= Problem to work on =
Restate word for word the lines of the records below, starting at the line that contains "self.routes.push(route);" and ending at the line that contains "if let Some(previous)", with both of those lines included and nothing else.

= Available data =
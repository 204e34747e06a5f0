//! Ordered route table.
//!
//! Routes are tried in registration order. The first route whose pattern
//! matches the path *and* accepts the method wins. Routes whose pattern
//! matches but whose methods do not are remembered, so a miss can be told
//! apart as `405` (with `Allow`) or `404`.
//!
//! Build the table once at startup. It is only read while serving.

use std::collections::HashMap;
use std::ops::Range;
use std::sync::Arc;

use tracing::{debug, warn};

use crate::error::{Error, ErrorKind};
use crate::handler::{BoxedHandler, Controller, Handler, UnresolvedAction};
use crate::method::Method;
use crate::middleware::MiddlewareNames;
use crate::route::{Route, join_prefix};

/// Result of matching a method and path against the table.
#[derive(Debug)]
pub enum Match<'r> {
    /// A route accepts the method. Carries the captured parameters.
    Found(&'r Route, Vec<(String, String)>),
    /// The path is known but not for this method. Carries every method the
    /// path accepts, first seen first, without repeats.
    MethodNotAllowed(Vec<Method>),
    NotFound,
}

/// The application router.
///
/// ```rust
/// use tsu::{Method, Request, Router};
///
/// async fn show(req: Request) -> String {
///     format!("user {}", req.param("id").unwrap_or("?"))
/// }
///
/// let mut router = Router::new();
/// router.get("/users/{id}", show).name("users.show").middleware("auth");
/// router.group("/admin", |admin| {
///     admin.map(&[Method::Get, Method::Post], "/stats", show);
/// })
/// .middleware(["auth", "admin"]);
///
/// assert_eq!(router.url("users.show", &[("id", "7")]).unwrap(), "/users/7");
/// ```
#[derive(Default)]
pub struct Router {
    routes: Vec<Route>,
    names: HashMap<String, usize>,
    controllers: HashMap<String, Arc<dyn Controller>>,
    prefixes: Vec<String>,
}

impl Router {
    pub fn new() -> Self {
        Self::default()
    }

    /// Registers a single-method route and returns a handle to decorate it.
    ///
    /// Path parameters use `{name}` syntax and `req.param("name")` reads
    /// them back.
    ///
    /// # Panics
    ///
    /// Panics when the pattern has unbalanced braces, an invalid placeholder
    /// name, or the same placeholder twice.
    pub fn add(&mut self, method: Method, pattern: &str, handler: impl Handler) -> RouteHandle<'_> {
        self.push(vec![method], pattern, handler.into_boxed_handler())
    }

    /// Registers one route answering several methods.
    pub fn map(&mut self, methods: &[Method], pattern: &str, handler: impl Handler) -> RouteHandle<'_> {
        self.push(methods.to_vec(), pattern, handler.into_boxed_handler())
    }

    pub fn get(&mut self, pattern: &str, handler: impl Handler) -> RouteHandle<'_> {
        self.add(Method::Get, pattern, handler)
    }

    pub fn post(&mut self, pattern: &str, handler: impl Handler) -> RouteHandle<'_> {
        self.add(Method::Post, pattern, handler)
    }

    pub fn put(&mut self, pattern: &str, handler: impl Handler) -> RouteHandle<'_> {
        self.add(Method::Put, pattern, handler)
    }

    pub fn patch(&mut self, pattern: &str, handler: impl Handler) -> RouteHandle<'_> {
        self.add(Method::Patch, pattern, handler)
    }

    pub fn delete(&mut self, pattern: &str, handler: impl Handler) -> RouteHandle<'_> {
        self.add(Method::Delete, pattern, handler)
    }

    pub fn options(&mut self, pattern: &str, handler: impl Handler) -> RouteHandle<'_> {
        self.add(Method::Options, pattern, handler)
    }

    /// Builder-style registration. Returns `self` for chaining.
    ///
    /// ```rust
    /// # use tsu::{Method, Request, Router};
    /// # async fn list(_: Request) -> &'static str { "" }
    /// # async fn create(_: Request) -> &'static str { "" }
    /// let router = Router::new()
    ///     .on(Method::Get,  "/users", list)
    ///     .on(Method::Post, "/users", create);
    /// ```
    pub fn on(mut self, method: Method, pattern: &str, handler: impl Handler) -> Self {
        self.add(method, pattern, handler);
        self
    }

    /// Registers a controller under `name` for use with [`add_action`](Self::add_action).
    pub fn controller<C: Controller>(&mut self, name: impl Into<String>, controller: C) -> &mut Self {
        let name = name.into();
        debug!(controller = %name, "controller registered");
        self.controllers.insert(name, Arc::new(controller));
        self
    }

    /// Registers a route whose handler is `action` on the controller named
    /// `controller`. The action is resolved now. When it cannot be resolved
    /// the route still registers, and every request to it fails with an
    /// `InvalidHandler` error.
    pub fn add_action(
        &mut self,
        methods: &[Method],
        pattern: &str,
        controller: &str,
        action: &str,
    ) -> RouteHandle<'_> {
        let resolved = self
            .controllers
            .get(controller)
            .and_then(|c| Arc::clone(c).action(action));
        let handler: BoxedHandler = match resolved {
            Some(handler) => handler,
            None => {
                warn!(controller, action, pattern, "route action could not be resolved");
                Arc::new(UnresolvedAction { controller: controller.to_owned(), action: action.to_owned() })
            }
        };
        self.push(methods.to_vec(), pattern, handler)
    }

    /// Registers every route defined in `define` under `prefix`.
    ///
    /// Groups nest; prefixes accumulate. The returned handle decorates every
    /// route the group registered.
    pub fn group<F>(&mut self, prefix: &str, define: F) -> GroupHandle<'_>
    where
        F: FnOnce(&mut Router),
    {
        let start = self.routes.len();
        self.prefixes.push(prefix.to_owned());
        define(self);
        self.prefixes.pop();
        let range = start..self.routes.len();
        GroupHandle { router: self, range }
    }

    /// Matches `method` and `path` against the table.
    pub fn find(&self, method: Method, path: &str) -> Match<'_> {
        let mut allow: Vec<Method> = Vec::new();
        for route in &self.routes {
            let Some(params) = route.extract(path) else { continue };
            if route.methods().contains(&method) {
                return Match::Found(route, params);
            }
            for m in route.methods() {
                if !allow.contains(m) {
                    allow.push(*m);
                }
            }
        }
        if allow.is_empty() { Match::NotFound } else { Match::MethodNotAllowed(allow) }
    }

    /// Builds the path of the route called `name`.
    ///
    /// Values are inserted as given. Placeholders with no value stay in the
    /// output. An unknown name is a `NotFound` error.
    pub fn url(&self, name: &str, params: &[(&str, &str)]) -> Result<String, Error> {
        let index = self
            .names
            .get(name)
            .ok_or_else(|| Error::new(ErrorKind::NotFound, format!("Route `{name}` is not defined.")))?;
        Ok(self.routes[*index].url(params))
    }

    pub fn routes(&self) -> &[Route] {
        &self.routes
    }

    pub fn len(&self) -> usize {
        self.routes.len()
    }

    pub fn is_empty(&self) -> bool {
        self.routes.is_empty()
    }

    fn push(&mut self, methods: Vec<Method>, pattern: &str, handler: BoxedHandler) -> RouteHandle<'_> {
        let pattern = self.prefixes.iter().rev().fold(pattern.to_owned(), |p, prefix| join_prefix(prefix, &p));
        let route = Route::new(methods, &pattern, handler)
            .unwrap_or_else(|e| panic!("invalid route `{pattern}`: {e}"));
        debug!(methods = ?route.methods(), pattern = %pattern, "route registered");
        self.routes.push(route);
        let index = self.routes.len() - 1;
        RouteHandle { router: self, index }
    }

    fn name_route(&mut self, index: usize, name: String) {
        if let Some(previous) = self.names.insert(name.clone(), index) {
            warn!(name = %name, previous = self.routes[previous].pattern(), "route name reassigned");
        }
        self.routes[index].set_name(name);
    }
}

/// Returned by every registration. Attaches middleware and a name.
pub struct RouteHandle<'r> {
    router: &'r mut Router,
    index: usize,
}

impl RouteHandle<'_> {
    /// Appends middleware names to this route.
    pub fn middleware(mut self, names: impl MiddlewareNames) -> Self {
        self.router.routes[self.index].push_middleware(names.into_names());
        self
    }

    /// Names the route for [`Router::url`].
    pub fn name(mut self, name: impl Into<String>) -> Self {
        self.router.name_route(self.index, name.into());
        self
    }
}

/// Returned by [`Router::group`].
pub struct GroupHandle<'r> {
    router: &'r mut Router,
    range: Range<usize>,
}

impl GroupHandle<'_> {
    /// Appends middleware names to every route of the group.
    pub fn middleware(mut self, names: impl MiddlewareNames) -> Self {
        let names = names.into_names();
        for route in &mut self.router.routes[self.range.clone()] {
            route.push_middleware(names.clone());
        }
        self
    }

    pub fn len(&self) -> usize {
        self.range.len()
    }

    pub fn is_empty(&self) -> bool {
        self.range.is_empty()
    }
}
* * *
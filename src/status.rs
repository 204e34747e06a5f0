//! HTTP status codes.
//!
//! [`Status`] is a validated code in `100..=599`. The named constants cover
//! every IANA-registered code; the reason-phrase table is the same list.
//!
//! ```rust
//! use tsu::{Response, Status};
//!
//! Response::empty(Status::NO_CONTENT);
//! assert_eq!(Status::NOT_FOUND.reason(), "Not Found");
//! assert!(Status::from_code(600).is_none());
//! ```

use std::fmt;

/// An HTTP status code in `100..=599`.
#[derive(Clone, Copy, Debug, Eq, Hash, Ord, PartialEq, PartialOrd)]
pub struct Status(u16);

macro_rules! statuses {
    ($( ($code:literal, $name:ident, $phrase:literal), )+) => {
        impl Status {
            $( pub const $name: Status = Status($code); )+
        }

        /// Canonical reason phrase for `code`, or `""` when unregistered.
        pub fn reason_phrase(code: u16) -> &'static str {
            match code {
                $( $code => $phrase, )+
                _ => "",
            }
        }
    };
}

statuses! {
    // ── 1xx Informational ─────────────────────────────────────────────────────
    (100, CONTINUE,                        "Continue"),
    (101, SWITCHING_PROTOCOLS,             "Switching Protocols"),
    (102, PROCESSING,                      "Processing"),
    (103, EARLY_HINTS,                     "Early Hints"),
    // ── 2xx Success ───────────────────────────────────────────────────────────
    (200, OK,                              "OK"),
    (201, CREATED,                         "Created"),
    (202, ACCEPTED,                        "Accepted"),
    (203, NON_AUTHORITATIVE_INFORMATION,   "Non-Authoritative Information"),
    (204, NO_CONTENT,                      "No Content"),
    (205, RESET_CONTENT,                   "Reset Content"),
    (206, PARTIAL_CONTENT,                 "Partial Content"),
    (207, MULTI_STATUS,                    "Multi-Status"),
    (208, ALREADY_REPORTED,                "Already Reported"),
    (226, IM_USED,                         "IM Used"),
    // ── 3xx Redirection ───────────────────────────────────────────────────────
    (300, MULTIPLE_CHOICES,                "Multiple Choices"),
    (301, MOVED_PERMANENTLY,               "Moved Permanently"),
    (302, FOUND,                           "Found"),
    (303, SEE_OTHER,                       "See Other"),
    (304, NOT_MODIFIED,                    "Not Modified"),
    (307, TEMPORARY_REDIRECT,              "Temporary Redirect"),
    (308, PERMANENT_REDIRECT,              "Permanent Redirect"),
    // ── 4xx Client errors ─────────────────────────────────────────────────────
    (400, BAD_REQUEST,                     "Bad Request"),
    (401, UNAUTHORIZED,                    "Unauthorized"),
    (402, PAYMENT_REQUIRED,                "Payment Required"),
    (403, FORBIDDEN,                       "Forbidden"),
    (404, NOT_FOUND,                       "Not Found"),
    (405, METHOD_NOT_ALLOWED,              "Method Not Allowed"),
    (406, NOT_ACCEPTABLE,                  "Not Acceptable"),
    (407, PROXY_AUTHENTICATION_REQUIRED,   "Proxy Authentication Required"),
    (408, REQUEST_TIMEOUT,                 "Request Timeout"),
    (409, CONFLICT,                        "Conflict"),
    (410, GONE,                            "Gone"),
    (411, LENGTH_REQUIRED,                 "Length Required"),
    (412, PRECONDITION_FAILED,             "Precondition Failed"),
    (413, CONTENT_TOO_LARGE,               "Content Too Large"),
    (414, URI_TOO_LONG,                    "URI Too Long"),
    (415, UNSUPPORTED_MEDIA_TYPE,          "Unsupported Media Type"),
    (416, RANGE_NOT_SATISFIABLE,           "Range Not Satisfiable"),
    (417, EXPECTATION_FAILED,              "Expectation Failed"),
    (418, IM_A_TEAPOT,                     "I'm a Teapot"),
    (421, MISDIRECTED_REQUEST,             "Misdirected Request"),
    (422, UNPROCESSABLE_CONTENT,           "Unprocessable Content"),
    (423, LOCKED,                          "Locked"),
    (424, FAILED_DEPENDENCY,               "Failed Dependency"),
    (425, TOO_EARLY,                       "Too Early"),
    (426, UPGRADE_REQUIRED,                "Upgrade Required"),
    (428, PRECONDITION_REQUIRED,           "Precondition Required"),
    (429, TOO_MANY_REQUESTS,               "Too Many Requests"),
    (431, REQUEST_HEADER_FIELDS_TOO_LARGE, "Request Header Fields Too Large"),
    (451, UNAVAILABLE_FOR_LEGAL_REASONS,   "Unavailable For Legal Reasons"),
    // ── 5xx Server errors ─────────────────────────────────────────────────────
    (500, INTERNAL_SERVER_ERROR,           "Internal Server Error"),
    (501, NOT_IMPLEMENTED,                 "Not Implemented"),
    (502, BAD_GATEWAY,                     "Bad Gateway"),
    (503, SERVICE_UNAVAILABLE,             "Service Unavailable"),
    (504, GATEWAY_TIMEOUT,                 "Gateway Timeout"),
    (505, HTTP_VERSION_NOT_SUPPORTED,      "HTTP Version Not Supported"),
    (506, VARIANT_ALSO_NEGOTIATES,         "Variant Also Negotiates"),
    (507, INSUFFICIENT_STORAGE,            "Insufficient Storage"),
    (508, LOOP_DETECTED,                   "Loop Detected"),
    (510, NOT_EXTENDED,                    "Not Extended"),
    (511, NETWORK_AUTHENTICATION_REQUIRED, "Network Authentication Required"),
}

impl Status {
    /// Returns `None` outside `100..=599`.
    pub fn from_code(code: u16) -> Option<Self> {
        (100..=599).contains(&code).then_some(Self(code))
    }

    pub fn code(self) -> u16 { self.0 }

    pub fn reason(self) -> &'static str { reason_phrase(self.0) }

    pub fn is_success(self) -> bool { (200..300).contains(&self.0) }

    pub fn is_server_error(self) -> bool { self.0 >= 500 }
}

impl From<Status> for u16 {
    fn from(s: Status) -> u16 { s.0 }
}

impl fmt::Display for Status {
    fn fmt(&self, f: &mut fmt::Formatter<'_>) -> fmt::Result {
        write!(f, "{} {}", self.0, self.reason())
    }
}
--
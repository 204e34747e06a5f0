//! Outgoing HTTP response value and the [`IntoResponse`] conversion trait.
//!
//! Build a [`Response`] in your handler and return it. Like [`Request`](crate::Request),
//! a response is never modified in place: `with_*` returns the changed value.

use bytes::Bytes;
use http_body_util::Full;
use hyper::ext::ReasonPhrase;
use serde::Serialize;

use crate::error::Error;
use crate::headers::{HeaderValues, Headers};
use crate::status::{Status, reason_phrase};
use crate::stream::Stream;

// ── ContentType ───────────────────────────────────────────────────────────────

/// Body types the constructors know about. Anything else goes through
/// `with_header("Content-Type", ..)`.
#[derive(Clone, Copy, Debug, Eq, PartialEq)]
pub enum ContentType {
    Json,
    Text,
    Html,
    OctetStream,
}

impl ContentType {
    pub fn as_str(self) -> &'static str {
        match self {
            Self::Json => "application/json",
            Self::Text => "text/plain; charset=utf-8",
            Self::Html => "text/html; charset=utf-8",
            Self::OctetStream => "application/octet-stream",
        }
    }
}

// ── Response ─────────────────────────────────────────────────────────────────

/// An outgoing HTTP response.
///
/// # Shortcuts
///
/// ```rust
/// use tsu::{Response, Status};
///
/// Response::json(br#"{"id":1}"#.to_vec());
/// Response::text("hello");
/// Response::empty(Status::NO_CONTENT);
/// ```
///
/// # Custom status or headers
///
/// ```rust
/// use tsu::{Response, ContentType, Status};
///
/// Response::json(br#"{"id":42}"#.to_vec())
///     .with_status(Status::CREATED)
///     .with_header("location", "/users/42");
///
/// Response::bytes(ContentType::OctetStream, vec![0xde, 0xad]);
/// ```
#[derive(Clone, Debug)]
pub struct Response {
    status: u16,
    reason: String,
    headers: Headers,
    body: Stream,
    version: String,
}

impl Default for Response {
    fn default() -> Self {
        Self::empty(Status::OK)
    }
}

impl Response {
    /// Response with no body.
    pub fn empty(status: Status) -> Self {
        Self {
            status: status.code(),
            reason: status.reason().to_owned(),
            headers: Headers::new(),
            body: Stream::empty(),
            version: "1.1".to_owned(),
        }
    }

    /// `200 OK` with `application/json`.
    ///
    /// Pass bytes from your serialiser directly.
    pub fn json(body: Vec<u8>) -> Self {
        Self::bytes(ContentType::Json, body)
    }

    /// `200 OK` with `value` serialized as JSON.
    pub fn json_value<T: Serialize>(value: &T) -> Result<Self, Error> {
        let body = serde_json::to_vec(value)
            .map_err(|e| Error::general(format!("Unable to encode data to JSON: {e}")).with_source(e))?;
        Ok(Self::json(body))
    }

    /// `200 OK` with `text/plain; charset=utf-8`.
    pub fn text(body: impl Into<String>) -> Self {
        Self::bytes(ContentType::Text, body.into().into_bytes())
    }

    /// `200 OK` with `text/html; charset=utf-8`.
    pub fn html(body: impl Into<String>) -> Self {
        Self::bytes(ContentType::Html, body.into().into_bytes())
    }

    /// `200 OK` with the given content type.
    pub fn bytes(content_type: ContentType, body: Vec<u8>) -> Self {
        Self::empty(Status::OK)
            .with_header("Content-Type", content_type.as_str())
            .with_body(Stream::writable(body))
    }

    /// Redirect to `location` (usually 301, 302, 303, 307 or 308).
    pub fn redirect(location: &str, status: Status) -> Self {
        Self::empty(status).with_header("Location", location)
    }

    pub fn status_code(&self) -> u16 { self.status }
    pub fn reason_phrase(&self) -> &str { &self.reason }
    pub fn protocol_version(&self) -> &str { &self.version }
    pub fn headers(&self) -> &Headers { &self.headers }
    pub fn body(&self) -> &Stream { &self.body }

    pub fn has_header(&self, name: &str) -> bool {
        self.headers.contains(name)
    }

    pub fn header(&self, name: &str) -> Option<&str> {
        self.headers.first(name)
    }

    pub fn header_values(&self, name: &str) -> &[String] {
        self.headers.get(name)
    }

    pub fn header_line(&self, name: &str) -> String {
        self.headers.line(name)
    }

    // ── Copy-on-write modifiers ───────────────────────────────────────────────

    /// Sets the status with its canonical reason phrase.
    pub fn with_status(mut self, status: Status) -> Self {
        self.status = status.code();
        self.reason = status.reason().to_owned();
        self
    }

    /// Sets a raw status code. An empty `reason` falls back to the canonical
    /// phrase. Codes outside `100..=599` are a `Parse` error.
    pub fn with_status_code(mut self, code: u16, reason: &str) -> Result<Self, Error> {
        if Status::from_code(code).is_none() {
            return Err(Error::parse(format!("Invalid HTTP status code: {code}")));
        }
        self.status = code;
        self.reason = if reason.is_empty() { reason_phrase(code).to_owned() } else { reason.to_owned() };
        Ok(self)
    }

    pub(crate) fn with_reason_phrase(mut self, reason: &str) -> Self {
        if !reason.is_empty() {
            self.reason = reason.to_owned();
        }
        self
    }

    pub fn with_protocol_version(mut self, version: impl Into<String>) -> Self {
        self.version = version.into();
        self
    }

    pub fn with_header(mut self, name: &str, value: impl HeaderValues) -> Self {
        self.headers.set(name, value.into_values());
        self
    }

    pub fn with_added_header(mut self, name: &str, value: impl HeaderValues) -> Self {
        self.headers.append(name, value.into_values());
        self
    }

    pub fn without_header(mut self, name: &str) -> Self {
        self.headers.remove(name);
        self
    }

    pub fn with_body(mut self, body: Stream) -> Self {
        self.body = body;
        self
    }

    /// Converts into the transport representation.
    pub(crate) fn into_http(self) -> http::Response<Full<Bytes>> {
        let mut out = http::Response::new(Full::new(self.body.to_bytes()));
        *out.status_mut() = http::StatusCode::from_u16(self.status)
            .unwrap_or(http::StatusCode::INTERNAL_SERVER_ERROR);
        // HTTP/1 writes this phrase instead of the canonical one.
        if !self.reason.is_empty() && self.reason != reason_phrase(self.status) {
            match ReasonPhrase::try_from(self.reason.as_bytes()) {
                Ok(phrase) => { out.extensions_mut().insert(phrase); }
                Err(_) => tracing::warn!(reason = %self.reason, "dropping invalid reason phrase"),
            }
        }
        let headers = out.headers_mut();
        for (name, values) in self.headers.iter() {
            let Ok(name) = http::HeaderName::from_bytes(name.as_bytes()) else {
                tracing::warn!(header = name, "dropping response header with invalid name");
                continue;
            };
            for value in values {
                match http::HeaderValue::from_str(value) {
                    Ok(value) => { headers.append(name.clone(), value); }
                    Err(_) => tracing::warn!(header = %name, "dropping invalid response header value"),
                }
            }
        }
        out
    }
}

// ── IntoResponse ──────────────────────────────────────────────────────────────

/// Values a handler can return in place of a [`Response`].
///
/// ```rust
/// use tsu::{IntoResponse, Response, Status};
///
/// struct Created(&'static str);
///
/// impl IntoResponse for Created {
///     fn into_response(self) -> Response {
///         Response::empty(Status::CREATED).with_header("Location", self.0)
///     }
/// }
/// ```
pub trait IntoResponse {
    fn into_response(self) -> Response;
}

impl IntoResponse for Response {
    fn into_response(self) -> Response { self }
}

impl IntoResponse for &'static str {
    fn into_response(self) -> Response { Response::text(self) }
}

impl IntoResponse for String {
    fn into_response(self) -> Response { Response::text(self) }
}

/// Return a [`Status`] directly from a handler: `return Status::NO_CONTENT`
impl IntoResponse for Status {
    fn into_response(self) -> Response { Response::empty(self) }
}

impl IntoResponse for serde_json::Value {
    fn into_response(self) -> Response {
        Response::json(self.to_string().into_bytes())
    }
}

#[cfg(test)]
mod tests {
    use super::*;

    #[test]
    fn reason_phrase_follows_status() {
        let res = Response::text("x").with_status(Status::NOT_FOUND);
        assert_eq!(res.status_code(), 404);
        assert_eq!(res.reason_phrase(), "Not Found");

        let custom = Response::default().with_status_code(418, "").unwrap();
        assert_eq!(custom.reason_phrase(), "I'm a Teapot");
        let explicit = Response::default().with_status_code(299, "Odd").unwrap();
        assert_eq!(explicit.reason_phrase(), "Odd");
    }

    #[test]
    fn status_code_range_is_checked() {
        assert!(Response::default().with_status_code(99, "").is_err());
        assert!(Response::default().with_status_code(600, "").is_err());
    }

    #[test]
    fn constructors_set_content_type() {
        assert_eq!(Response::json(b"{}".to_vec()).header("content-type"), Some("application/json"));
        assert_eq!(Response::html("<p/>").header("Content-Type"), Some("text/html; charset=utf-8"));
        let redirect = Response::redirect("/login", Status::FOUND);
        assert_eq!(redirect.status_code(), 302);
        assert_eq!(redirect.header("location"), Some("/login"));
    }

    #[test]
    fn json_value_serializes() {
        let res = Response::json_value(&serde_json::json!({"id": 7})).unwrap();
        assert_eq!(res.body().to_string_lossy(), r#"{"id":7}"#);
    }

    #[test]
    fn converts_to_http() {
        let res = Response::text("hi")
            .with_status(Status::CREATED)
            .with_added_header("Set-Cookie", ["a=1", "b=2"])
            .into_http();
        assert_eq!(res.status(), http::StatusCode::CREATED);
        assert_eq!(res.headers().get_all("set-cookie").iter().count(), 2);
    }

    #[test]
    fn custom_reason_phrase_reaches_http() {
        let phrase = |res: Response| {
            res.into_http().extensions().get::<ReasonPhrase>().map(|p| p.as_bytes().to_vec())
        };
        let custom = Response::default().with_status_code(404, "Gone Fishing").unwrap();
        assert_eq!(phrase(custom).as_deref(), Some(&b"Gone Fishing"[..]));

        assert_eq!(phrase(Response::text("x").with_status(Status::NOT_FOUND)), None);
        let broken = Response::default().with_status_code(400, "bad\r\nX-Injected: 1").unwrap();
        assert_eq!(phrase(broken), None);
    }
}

= Exercise output =
        self.routes.push(route);
        let index = self.routes.len() - 1;
        RouteHandle { router: self, index }
    }

    fn name_route(&mut self, index: usize, name: String) {
        if let Some(previous) = self.names.insert(name.clone(), index) {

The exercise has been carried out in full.